In a sense though the scene when he meets the VP is the most direct rip-off of a typical noir scene where the police-chief (VP) warns the maverick detective (our hero here) to stay out of their way in the case because they will only complicate matters, the detective of course not having any of it.
 

rewch

Well-known member
Omaar said:
Is it a noir thing to have a character repeatedly knocked unconscious? It seems to signify some kind of psychological rupture, some kind of total repression or inability to cope. Maybe it just originated as a narrative technique to make things seem more subjective and fragmented. I suspect it's not a noir thing.

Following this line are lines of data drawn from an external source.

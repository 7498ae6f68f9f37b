//! Effect options as handed over by page scripts.
//!
//! Options travel as JSON objects with camelCase keys. Every key is optional;
//! an empty string or `{}` yields the defaults below.

use serde::de::DeserializeOwned;
use serde::{Deserialize, Serialize};

use crate::error::{EffectError, EffectResult};

pub const DEFAULT_GLITCH_COLORS: [&str; 3] = ["#2b4539", "#61dca3", "#61b3dc"];
pub const DEFAULT_CHARACTERS: &str =
    "ABCDEFGHIJKLMNOPQRSTUVWXYZ!@#$&*()-_+=/[]{};:<>.,0123456789";

/// Squares never scroll slower than this many pixels per frame.
pub const MIN_SCROLL_SPEED: f64 = 0.1;

/// Options for the letter glitch effect.
#[derive(Clone, Debug, PartialEq, Serialize, Deserialize)]
#[serde(rename_all = "camelCase", default)]
pub struct GlitchConfig {
    pub glitch_colors: Vec<String>,
    /// Minimum milliseconds between heavy updates.
    pub glitch_speed: f64,
    pub center_vignette: bool,
    pub outer_vignette: bool,
    pub smooth: bool,
    pub characters: String,
    pub font_size: f64,
    pub char_width: f64,
    pub char_height: f64,
}

impl Default for GlitchConfig {
    fn default() -> Self {
        Self {
            glitch_colors: DEFAULT_GLITCH_COLORS.iter().map(|c| c.to_string()).collect(),
            glitch_speed: 50.0,
            center_vignette: false,
            outer_vignette: true,
            smooth: true,
            characters: DEFAULT_CHARACTERS.to_string(),
            font_size: 16.0,
            char_width: 10.0,
            char_height: 20.0,
        }
    }
}

impl GlitchConfig {
    /// Settings the content pages mount with.
    pub fn page_preset() -> Self {
        Self {
            glitch_speed: 150.0,
            ..Self::default()
        }
    }

    pub fn font(&self) -> String {
        format!("{}px monospace", self.font_size)
    }
}

/// Scroll direction of the squares grid.
#[derive(Clone, Copy, Debug, Default, PartialEq, Eq, Serialize, Deserialize)]
#[serde(rename_all = "lowercase")]
pub enum Direction {
    #[default]
    Right,
    Left,
    Up,
    Down,
    Diagonal,
    None,
}

impl Direction {
    /// Sign applied to the speed on each axis of the grid offset.
    pub fn offset_step(self) -> (f64, f64) {
        match self {
            Direction::Right => (-1.0, 0.0),
            Direction::Left => (1.0, 0.0),
            Direction::Up => (0.0, 1.0),
            Direction::Down => (0.0, -1.0),
            Direction::Diagonal => (-1.0, -1.0),
            Direction::None => (0.0, 0.0),
        }
    }
}

/// Options for the scrolling squares effect.
#[derive(Clone, Debug, PartialEq, Serialize, Deserialize)]
#[serde(rename_all = "camelCase", default)]
pub struct SquaresConfig {
    pub direction: Direction,
    pub speed: f64,
    pub border_color: String,
    pub square_size: f64,
    pub hover_fill_color: String,
}

impl Default for SquaresConfig {
    fn default() -> Self {
        Self {
            direction: Direction::Right,
            speed: 1.0,
            border_color: "#999".to_string(),
            square_size: 40.0,
            hover_fill_color: "#222".to_string(),
        }
    }
}

impl SquaresConfig {
    pub fn page_preset() -> Self {
        Self {
            direction: Direction::Diagonal,
            speed: 0.5,
            border_color: "#333".to_string(),
            square_size: 50.0,
            hover_fill_color: "#444".to_string(),
        }
    }

    /// Per-frame step, never below [`MIN_SCROLL_SPEED`].
    pub fn effective_speed(&self) -> f64 {
        if self.speed.is_nan() {
            return MIN_SCROLL_SPEED;
        }
        self.speed.max(MIN_SCROLL_SPEED)
    }
}

/// Checks run once when options are accepted.
pub trait Validate {
    fn validate(&self) -> EffectResult<()>;
}

fn positive(name: &str, value: f64) -> EffectResult<()> {
    if value.is_finite() && value > 0.0 {
        Ok(())
    } else {
        Err(EffectError::config(format!("{name} must be a positive number, got {value}")))
    }
}

impl Validate for GlitchConfig {
    fn validate(&self) -> EffectResult<()> {
        if self.glitch_colors.is_empty() {
            return Err(EffectError::config("glitchColors must not be empty"));
        }
        if self.characters.is_empty() {
            return Err(EffectError::config("characters must not be empty"));
        }
        positive("glitchSpeed", self.glitch_speed)?;
        positive("fontSize", self.font_size)?;
        positive("charWidth", self.char_width)?;
        positive("charHeight", self.char_height)
    }
}

impl Validate for SquaresConfig {
    fn validate(&self) -> EffectResult<()> {
        positive("squareSize", self.square_size)
    }
}

/// Parse and validate options from a JSON object. Blank input means defaults.
pub fn from_json<T>(json: &str) -> EffectResult<T>
where
    T: DeserializeOwned + Default + Validate,
{
    let config = if json.trim().is_empty() {
        T::default()
    } else {
        serde_json::from_str(json)?
    };
    config.validate()?;
    Ok(config)
}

definitely a noir thing i'd say... if you read any hammett, chandler or mcbain the detective is out cold at least once per book & in marlowe's case (chandler) often twice or thrice... it occurs usually as a result of poking about in things not understood ('rattling cages' or 'shaking things up' are the preferred nomenclatures) & as long as the detective wakes up it invariably leads to results... brick was on the money in that sense
 
O

Omaar

Guest
rewch said:
definitely a noir thing i'd say... if you read any hammett, chandler or mcbain the detective is out cold at least once per book & in marlowe's case (chandler) often twice or thrice... it occurs usually as a result of poking about in things not understood ('rattling cages' or 'shaking things up' are the preferred nomenclatures) & as long as the detective wakes up it invariably leads to results... brick was on the money in that sense

Oh cool, thanks for that. I'm much more interested in noir all of a sudden. I'd always pigeonholed noir as being about emasculated but still very masculine protagonists and femme fatales and odd angles and lighting. This way of contructing subjectivity and narrative sounds much more exciting. There was an adaption of chandler's the lady in the lake filmed as if seen through the eyes of the protagonist wasn't there? like a precursor to 1st person shooters.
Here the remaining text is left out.